Il Santo Padre si è quindi detto preoccupato per l’alto tasso di astensionismo, sintomo della vera malattia che è la mancanza di partecipazione. «E la partecipazione non si improvvisa: si impara da ragazzi, da giovani, e va “allenata”, anche al senso critico rispetto alle tentazioni ideologiche e populistiche. In questa prospettiva – ha affermato – è importante far emergere l’apporto che il cristianesimo può fornire» per la difesa della vita e della dignità della persona.
«Finché il nostro sistema economico-sociale produrrà ancora una vittima e ci sarà una sola persona scartata, non ci potrà essere la festa della fraternità universale – ha proseguito il Papa – Tutti devono sentirsi parte di un progetto di comunità; nessuno deve sentirsi inutile». In materia, il Papa ha precisato: «Certe forme di assistenzialismo che non riconoscono la dignità delle persone … Mi fermo alla parola assistenzialismo. L’assistenzialismo, soltanto così, è nemico della democrazia, è nemico dell’amore al prossimo. E certe forme di assistenzialismo che non riconoscono la dignità delle persone sono ipocrisia sociale. Non dimentichiamo questo».
La seconda riflessione si è invece soffermata sulla partecipazione come cuore risanato. «Il cuore della politica è fare partecipe – ha affermato il Santo Padre – La fraternità fa fiorire i rapporti sociali; e d’altra parte il prendersi cura gli uni degli altri richiede il coraggio di pensarsi come popolo».

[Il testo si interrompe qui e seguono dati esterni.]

//! Shadow-model synthesis and schema materialization for Raphael.
//!
//! `raphael-schema` turns source-model metadata into shadow models:
//!
//! - [`catalog`] maps each source field kind to a target field specification.
//! - [`shadow`] assembles shadow models and caches them per qualified name.
//! - [`ddl`] renders additive `CREATE TABLE IF NOT EXISTS` statements.
//!
//! Nothing here touches a database; backends in the `raphael` crate consume
//! these definitions during initialization.

pub mod catalog;
pub mod ddl;
pub mod shadow;

pub use catalog::{TargetField, TargetType, map_field};
pub use ddl::{DdlOptions, create_table, create_tables};
pub use shadow::{IMPLICIT_PK, ShadowField, ShadowModel, ShadowRegistry};
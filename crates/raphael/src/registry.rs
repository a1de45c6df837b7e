//! Per-type manager cache.

use std::any::{Any, TypeId};
use std::collections::HashMap;
use std::sync::{Arc, PoisonError, RwLock};

/// One cached value per Rust type, created on first request.
#[derive(Debug, Default)]
pub struct ManagerRegistry {
    entries: RwLock<HashMap<TypeId, Arc<dyn Any + Send + Sync>>>,
}

impl ManagerRegistry {
    pub fn new() -> Self {
        Self::default()
    }

    /// The cached `T`, building it with `init` if this is the first request.
    ///
    /// Concurrent first requests may both run `init`; only one result is kept
    /// and every caller receives that one.
    pub fn get_or_insert_with<T, F>(&self, init: F) -> Arc<T>
    where
        T: Any + Send + Sync,
        F: FnOnce() -> T,
    {
        if let Some(existing) = self.get::<T>() {
            return existing;
        }
        let fresh = Arc::new(init());
        let mut entries = self.entries.write().unwrap_or_else(PoisonError::into_inner);
        if let Some(existing) = entries
            .get(&TypeId::of::<T>())
            .and_then(|entry| Arc::clone(entry).downcast::<T>().ok())
        {
            return existing;
        }
        let erased: Arc<dyn Any + Send + Sync> = Arc::clone(&fresh) as _;
        entries.insert(TypeId::of::<T>(), erased);
        fresh
    }

    /// The cached `T`, if one was created.
    pub fn get<T: Any + Send + Sync>(&self) -> Option<Arc<T>> {
        let entries = self.entries.read().unwrap_or_else(PoisonError::into_inner);
        entries
            .get(&TypeId::of::<T>())
            .and_then(|entry| Arc::clone(entry).downcast::<T>().ok())
    }

    pub fn len(&self) -> usize {
        self.entries.read().unwrap_or_else(PoisonError::into_inner).len()
    }

    pub fn is_empty(&self) -> bool {
        self.len() == 0
    }
}

#[cfg(test)]
mod tests {
    use super::*;
    use std::sync::atomic::{AtomicUsize, Ordering};

    #[derive(Debug)]
    struct Counter(usize);

    #[test]
    fn test_same_instance_per_type() {
        let registry = ManagerRegistry::new();
        let built = AtomicUsize::new(0);
        let first = registry.get_or_insert_with(|| Counter(built.fetch_add(1, Ordering::SeqCst)));
        let second = registry.get_or_insert_with(|| Counter(built.fetch_add(1, Ordering::SeqCst)));

        assert!(Arc::ptr_eq(&first, &second));
        assert_eq!(built.load(Ordering::SeqCst), 1);
        assert_eq!(registry.len(), 1);
    }

    #[test]
    fn test_distinct_types_are_separate() {
        let registry = ManagerRegistry::new();
        registry.get_or_insert_with(|| Counter(1));
        registry.get_or_insert_with(|| String::from("other"));

        assert_eq!(registry.len(), 2);
        assert_eq!(registry.get::<Counter>().map(|c| c.0), Some(1));
        assert!(registry.get::<u8>().is_none());
    }
}
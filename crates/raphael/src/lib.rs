//! Raphael: definition-first models behind an async ORM facade.
//!
//! `raphael` is the facade crate. It ties the workspace together:
//!
//! - **Runtime**: [`Raphael`] owns configuration, the backend, the shadow
//!   registry and the one-time [`BackendInitializer`].
//! - **Managers**: [`Manager`] exposes CRUD, bulk and aggregate operations for
//!   one source model; [`QuerySet`] chains filters lazily.
//! - **Instances**: [`AsyncModel`] adds `async_save`, `async_delete` and
//!   `async_refresh` to every model.
//! - **Backends**: [`Backend`] is the seam to the target runtime, with
//!   [`SqlBackend`] over any driver [`Connector`] and the in-process
//!   [`MemoryBackend`].
//!
//! # Example
//!
//! ```ignore
//! use raphael::prelude::*;
//!
//! #[derive(Model, Debug, Default)]
//! #[raphael(app_label = "library")]
//! struct Book {
//!     #[raphael(primary_key)]
//!     id: Option<i64>,
//!     #[raphael(max_length = 200)]
//!     title: String,
//!     pages: Option<i32>,
//! }
//!
//! let rt = Raphael::memory(RaphaelConfig::new(
//!     DatabaseConfig::new("django.db.backends.sqlite3").name(":memory:"),
//! ));
//! let books = rt.manager::<Book>();
//! let dune = books.create(&cx, &[("title", "Dune".into())]).await;
//! let long = books.query().filter([Predicate::gt("pages", 300)]).all(&cx).await;
//! ```

pub mod backend;
pub mod initializer;
pub mod instance;
pub mod manager;
pub mod memory;
pub mod queryset;
pub mod registry;
pub mod runtime;
pub mod sql_backend;

pub use backend::{Backend, BackendOptions, InsertRow};
pub use initializer::BackendInitializer;
pub use instance::{AsyncModel, SaveOptions};
pub use manager::Manager;
pub use memory::MemoryBackend;
pub use queryset::{QuerySet, ValuesListQuerySet, ValuesQuerySet};
pub use registry::ManagerRegistry;
pub use runtime::Raphael;
pub use sql_backend::{ConnectionPool, Connector, SqlBackend};

pub use raphael_core::{
    Connection, ConnectionTarget, Cx, DatabaseConfig, Dialect, Error, FieldDefault,
    FieldDescriptor, FieldKind, FromValue, InitStage, Model, Outcome, RaphaelConfig, Result, Row,
    Value,
};
pub use raphael_macros::Model;
pub use raphael_query::{Aggregate, Lookup, OrderKey, Predicate, QueryState};
pub use raphael_schema::{ShadowModel, ShadowRegistry, TargetField, TargetType};

/// Lift a plain result into an [`Outcome`].
pub(crate) fn lift<T>(result: Result<T>) -> Outcome<T, Error> {
    match result {
        Ok(value) => Outcome::Ok(value),
        Err(e) => Outcome::Err(e),
    }
}

/// Everything needed to declare models and query them.
pub mod prelude {
    pub use crate::{
        Aggregate, AsyncModel, Backend, Cx, DatabaseConfig, Error, FieldDefault, FieldKind,
        Manager, MemoryBackend, Model, Outcome, Predicate, QuerySet, Raphael, RaphaelConfig,
        SaveOptions, SqlBackend, Value,
    };
}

«Non lasciamoci ingannare dalle soluzioni facili. Appassioniamoci invece al bene comune. Ci spetta il compito di non manipolare la parola democrazia né di deformarla con titoli vuoti di contenuto, capaci di giustificare qualsiasi azione. – ha ammonito il Papa – La democrazia non è una scatola vuota, ma è legata ai valori della persona, della fraternità e anche dell’ecologia integrale».
Francesco si è quindi soffermato sull’«amore politico»: «è una forma di carità che permette alla politica di essere all’altezza delle sue responsabilità e di uscire dalle polarizzazioni, queste polarizzazioni che immiseriscono e non aiutano a capire e affrontare le sfide. A questa carità politica è chiamata tutta la comunità cristiana, nella distinzione dei ministeri e dei carismi».
Non sono mancate indicazioni pratiche per il percorso futuro. «Perché non rilanciare, sostenere e moltiplicare gli sforzi per una formazione sociale e politica che parta dai giovani? Perché non condividere la ricchezza dell’insegnamento sociale della Chiesa? Possiamo prevedere luoghi di confronto e di dialogo e favorire sinergie per il bene comune. – ha spronato il Papa – Tante volte pensiamo che il lavoro politico è prendere spazi: no! È scommettere sul tempo, avviare processi, non prendere luoghi. Il tempo è superiore allo spazio e non dimentichiamo che avviare processi è più saggio di occupare spazi. Io mi raccomando che voi, nella vostra vita sociale, abbiate il coraggio di avviare processi, sempre».